Irish Farmers’ Association (IFA) president Francie Gorman has called on all players in the food chain to engage with their suppliers of Irish fruit and vegetables to ensure they can remain financially viable and overcome the current crisis caused by the adverse wet weather conditions.

“Growers of fruit and field vegetables in particular are under intense pressure,” he said.

“Fieldwork has remained at a standstill in most parts of the country and this spring has seen below average sunlight levels delaying glass house and polytunnel production by several weeks,” he added.

IFA fruit and vegetable chair, Niall McCormack said 2024 has started on the worst possible weather footing, with delays in planting all field vegetables and potatoes, meaning growers have less crops to sell to their customers in the peak summer and autumn harvest months and less income as a result.

“Many growers are not in financial position to survive the year ahead unless their end customers step up and put in financial supports to ensure they can remain in business,” he said.

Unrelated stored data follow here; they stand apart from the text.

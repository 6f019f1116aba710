use chrono::{DateTime, Utc};
use serde::{Deserialize, Serialize};
use sqlx::{FromRow, SqlitePool};
use ts_rs::TS;
use uuid::Uuid;

#[derive(Debug, Clone, PartialEq, FromRow, Serialize, Deserialize, TS)]
pub struct UserProfile {
    pub id: Uuid,
    pub display_name: Option<String>,
    pub email: Option<String>,
    pub photo_url: Option<String>,
    pub created_at: DateTime<Utc>,
    pub updated_at: DateTime<Utc>,
}

#[derive(Debug, Clone, Default, Serialize, Deserialize, TS)]
pub struct UpsertUserProfile {
    pub display_name: Option<String>,
    pub email: Option<String>,
    pub photo_url: Option<String>,
}

impl UserProfile {
    pub async fn find_by_id(pool: &SqlitePool, id: Uuid) -> Result<Option<Self>, sqlx::Error> {
        sqlx::query_as::<_, UserProfile>(
            r#"SELECT id, display_name, email, photo_url, created_at, updated_at
               FROM user_profiles
               WHERE id = $1"#,
        )
        .bind(id)
        .fetch_optional(pool)
        .await
    }

    pub async fn upsert(
        pool: &SqlitePool,
        id: Uuid,
        data: &UpsertUserProfile,
    ) -> Result<Self, sqlx::Error> {
        let now = Utc::now();
        sqlx::query_as::<_, UserProfile>(
            r#"INSERT INTO user_profiles (id, display_name, email, photo_url, created_at, updated_at)
               VALUES ($1, $2, $3, $4, $5, $5)
               ON CONFLICT(id) DO UPDATE SET
                   display_name = COALESCE(excluded.display_name, user_profiles.display_name),
                   email = COALESCE(excluded.email, user_profiles.email),
                   photo_url = COALESCE(excluded.photo_url, user_profiles.photo_url),
                   updated_at = excluded.updated_at
               RETURNING id, display_name, email, photo_url, created_at, updated_at"#,
        )
        .bind(id)
        .bind(&data.display_name)
        .bind(&data.email)
        .bind(&data.photo_url)
        .bind(now)
        .fetch_one(pool)
        .await
    }
}
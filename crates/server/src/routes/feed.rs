//! Live recipe feed over a WebSocket.
//!
//! Each connection drives one [`PaginatedLiveQuery`]. Every published page
//! state is pushed to the client as a [`FeedSnapshot`]; the client asks for
//! more with `{"type":"load_more"}`.

use axum::{
    Router,
    extract::{
        Query, State,
        ws::{Message, WebSocket, WebSocketUpgrade},
    },
    http::HeaderMap,
    response::Response,
    routing::get,
};
use db::models::recipe::Recipe;
use futures_util::{SinkExt, StreamExt};
use serde::{Deserialize, Serialize};
use services::services::{
    live_query::PaginatedLiveQuery,
    pagination::PageState,
    recipe_feed::{RecipeFeed, RecipeQuery},
    recipe_store::StoreChange,
};
use tokio::sync::broadcast::{self, error::RecvError};
use tracing::{debug, info, warn};
use ts_rs::TS;
use uuid::Uuid;

use crate::{AppState, auth::AuthUser, error::ApiError};

const MAX_PAGE_SIZE: usize = 100;

#[derive(Debug, Deserialize)]
pub struct FeedParams {
    /// Author whose recipes to follow; defaults to the caller.
    pub user_id: Option<Uuid>,
    /// Follow the recipes of everyone the caller follows instead.
    #[serde(default)]
    pub following: bool,
    pub page_size: Option<usize>,
    /// Session token for clients that cannot set headers on a WebSocket handshake.
    pub token: Option<String>,
}

/// Page state as sent to feed clients.
#[derive(Debug, Clone, Serialize, TS)]
pub struct FeedSnapshot {
    pub items: Vec<Recipe>,
    pub phase: String,
    pub loading: bool,
    pub loading_more: bool,
    pub has_more: bool,
    pub loading_error: Option<String>,
    pub loading_more_error: Option<String>,
}

impl From<&PageState<Recipe>> for FeedSnapshot {
    fn from(state: &PageState<Recipe>) -> Self {
        Self {
            items: state.items().to_vec(),
            phase: state.phase().to_string(),
            loading: state.loading(),
            loading_more: state.loading_more(),
            has_more: state.has_more(),
            loading_error: state.loading_error().map(ToString::to_string),
            loading_more_error: state.loading_more_error().map(ToString::to_string),
        }
    }
}

#[derive(Debug, Deserialize)]
#[serde(tag = "type", rename_all = "snake_case")]
pub enum FeedCommand {
    LoadMore,
}

async fn resolve_query(state: &AppState, user_id: Uuid, params: &FeedParams) -> Result<RecipeQuery, ApiError> {
    if params.following {
        let authors = state.store().following_ids(user_id).await?;
        Ok(RecipeQuery::ByAuthors(authors))
    } else {
        Ok(RecipeQuery::ByAuthor(params.user_id.unwrap_or(user_id)))
    }
}

pub async fn recipe_feed(
    ws: WebSocketUpgrade,
    State(state): State<AppState>,
    headers: HeaderMap,
    Query(params): Query<FeedParams>,
) -> Result<Response, ApiError> {
    let AuthUser(session) = match params.token.as_deref() {
        Some(token) => AuthUser::from_token(token, &state)?,
        None => AuthUser::from_headers(&headers, &state)?,
    };

    let page_size = params
        .page_size
        .unwrap_or(state.config().feed_page_size)
        .clamp(1, MAX_PAGE_SIZE);
    let query = resolve_query(&state, session.user_id, &params).await?;

    Ok(ws.on_upgrade(move |socket| async move {
        run_feed(socket, state, session.user_id, params, query, page_size).await
    }))
}

/// One connection's live query plus the follow changes that can reshape it.
struct FeedConnection {
    state: AppState,
    user_id: Uuid,
    params: FeedParams,
    live: PaginatedLiveQuery<RecipeFeed>,
    store_changes: broadcast::Receiver<StoreChange>,
    watch_follows: bool,
}

impl FeedConnection {
    fn open(state: AppState, user_id: Uuid, params: FeedParams, query: RecipeQuery, page_size: usize) -> Self {
        // Subscribed before the query opens so no follow change is missed.
        let store_changes = state.store().subscribe_changes();
        let live = PaginatedLiveQuery::open(state.feed(), query, page_size);
        let watch_follows = params.following;
        Self {
            state,
            user_id,
            params,
            live,
            store_changes,
            watch_follows,
        }
    }

    fn on_command(&self, text: &str) {
        match serde_json::from_str::<FeedCommand>(text) {
            Ok(FeedCommand::LoadMore) => self.live.load_more(),
            Err(e) => warn!(user_id = %self.user_id, error = %e, "Ignoring malformed feed command"),
        }
    }

    /// Reopen the query when the caller's own follows change.
    async fn on_store_change(&mut self, change: Result<StoreChange, RecvError>) {
        let refresh = match change {
            Ok(StoreChange::Relation { from_user_id, .. }) => from_user_id == self.user_id,
            Ok(_) => false,
            Err(RecvError::Lagged(_)) => true,
            Err(RecvError::Closed) => {
                self.watch_follows = false;
                false
            }
        };
        if !refresh {
            return;
        }

        match resolve_query(&self.state, self.user_id, &self.params).await {
            Ok(query) => {
                debug!(user_id = %self.user_id, query = ?query, "Followed authors changed");
                self.live.reopen(query);
            }
            Err(e) => warn!(user_id = %self.user_id, error = %e, "Failed to refresh followed authors"),
        }
    }
}

async fn run_feed(
    socket: WebSocket,
    state: AppState,
    user_id: Uuid,
    params: FeedParams,
    query: RecipeQuery,
    page_size: usize,
) {
    info!(user_id = %user_id, query = ?query, page_size, "Feed connection opened");

    let (mut sink, mut stream) = socket.split();
    let mut connection = FeedConnection::open(state, user_id, params, query, page_size);
    let mut states = connection.live.watch();

    loop {
        let snapshot = FeedSnapshot::from(&**states.borrow_and_update());
        match serde_json::to_string(&snapshot) {
            Ok(json) => {
                if sink.send(Message::Text(json.into())).await.is_err() {
                    debug!(user_id = %user_id, "Feed client went away");
                    break;
                }
            }
            Err(e) => warn!(error = %e, "Failed to serialize feed snapshot"),
        }

        let keep_going = 'wait: loop {
            tokio::select! {
                changed = states.changed() => break 'wait changed.is_ok(),
                message = stream.next() => match message {
                    Some(Ok(Message::Text(text))) => connection.on_command(text.as_str()),
                    Some(Ok(Message::Close(_))) | None => break 'wait false,
                    Some(Ok(_)) => {}
                    Some(Err(e)) => {
                        debug!(user_id = %user_id, error = %e, "Feed socket error");
                        break 'wait false;
                    }
                },
                change = connection.store_changes.recv(), if connection.watch_follows => {
                    connection.on_store_change(change).await;
                }
            }
        };
        if !keep_going {
            break;
        }
    }

    connection.live.close();
    info!(user_id = %user_id, "Feed connection closed");
}

pub fn router(_state: &AppState) -> Router<AppState> {
    Router::new().route("/recipes/feed", get(recipe_feed))
}
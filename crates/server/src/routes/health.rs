use axum::{Router, response::Json as ResponseJson, routing::get};
use utils::response::ApiResponse;

use crate::AppState;

pub async fn health_check() -> ResponseJson<ApiResponse<String>> {
    ResponseJson(ApiResponse::success("OK".to_string()))
}

pub fn router(_state: &AppState) -> Router<AppState> {
    Router::new().route("/health", get(health_check))
}
use axum::Router;
use tower_http::{cors::CorsLayer, trace::TraceLayer};

use crate::AppState;

pub mod feed;
pub mod health;
pub mod recipes;
pub mod relations;
pub mod search;
pub mod users;

pub fn router(state: AppState) -> Router {
    let api = Router::new()
        .merge(health::router(&state))
        .merge(users::router(&state))
        .merge(recipes::router(&state))
        .merge(feed::router(&state))
        .merge(relations::router(&state))
        .merge(search::router(&state));

    Router::new()
        .nest("/api", api)
        .layer(CorsLayer::permissive())
        .layer(TraceLayer::new_for_http())
        .with_state(state)
}
use axum::{
    http::StatusCode,
    response::{IntoResponse, Json as ResponseJson, Response},
};
use services::services::{recipe_store::RecipeStoreError, search_key::SearchKeyError};
use thiserror::Error;
use tracing::error;
use utils::{response::ApiResponse, session::SessionError};

#[derive(Debug, Error)]
pub enum ApiError {
    #[error(transparent)]
    RecipeStore(#[from] RecipeStoreError),
    #[error(transparent)]
    Session(#[from] SessionError),
    #[error(transparent)]
    SearchKey(#[from] SearchKeyError),
    #[error("search is not configured")]
    SearchDisabled,
    #[error("bad request: {0}")]
    BadRequest(String),
}

impl ApiError {
    fn status(&self) -> StatusCode {
        match self {
            ApiError::RecipeStore(err) => match err {
                RecipeStoreError::RecipeNotFound
                | RecipeStoreError::RelationNotFound
                | RecipeStoreError::UserNotFound => StatusCode::NOT_FOUND,
                RecipeStoreError::Forbidden => StatusCode::FORBIDDEN,
                RecipeStoreError::SelfFollow => StatusCode::BAD_REQUEST,
                RecipeStoreError::Database(_) => StatusCode::INTERNAL_SERVER_ERROR,
            },
            ApiError::Session(_) => StatusCode::UNAUTHORIZED,
            ApiError::SearchKey(_) => StatusCode::INTERNAL_SERVER_ERROR,
            ApiError::SearchDisabled => StatusCode::SERVICE_UNAVAILABLE,
            ApiError::BadRequest(_) => StatusCode::BAD_REQUEST,
        }
    }
}

impl IntoResponse for ApiError {
    fn into_response(self) -> Response {
        let status = self.status();
        let message = if status == StatusCode::INTERNAL_SERVER_ERROR {
            error!(error = %self, "Request failed");
            "Internal server error".to_string()
        } else {
            self.to_string()
        };

        (status, ResponseJson(ApiResponse::<()>::error(&message))).into_response()
    }
}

He is calling on all retailers to put in place a 2024 weather supplementary payment on every punnet of fruit, kilo of carrots, bag of potatoes and head of lettuce that is supplied in 2024.

Low margins

“We have seen growers number decline every year due to the low margins of growing horticulture food crops and without immediate support, the sector could decline beyond saving this year. This call for assistance for fruit and vegetable growers is directly firstly to the big five retailers,” he said.

Ireland's grocery retail market is dominated by five players, Dunnes Stores, Tesco, SuperValu, Lidl and Aldi who between them control 92.2% of the total grocery market.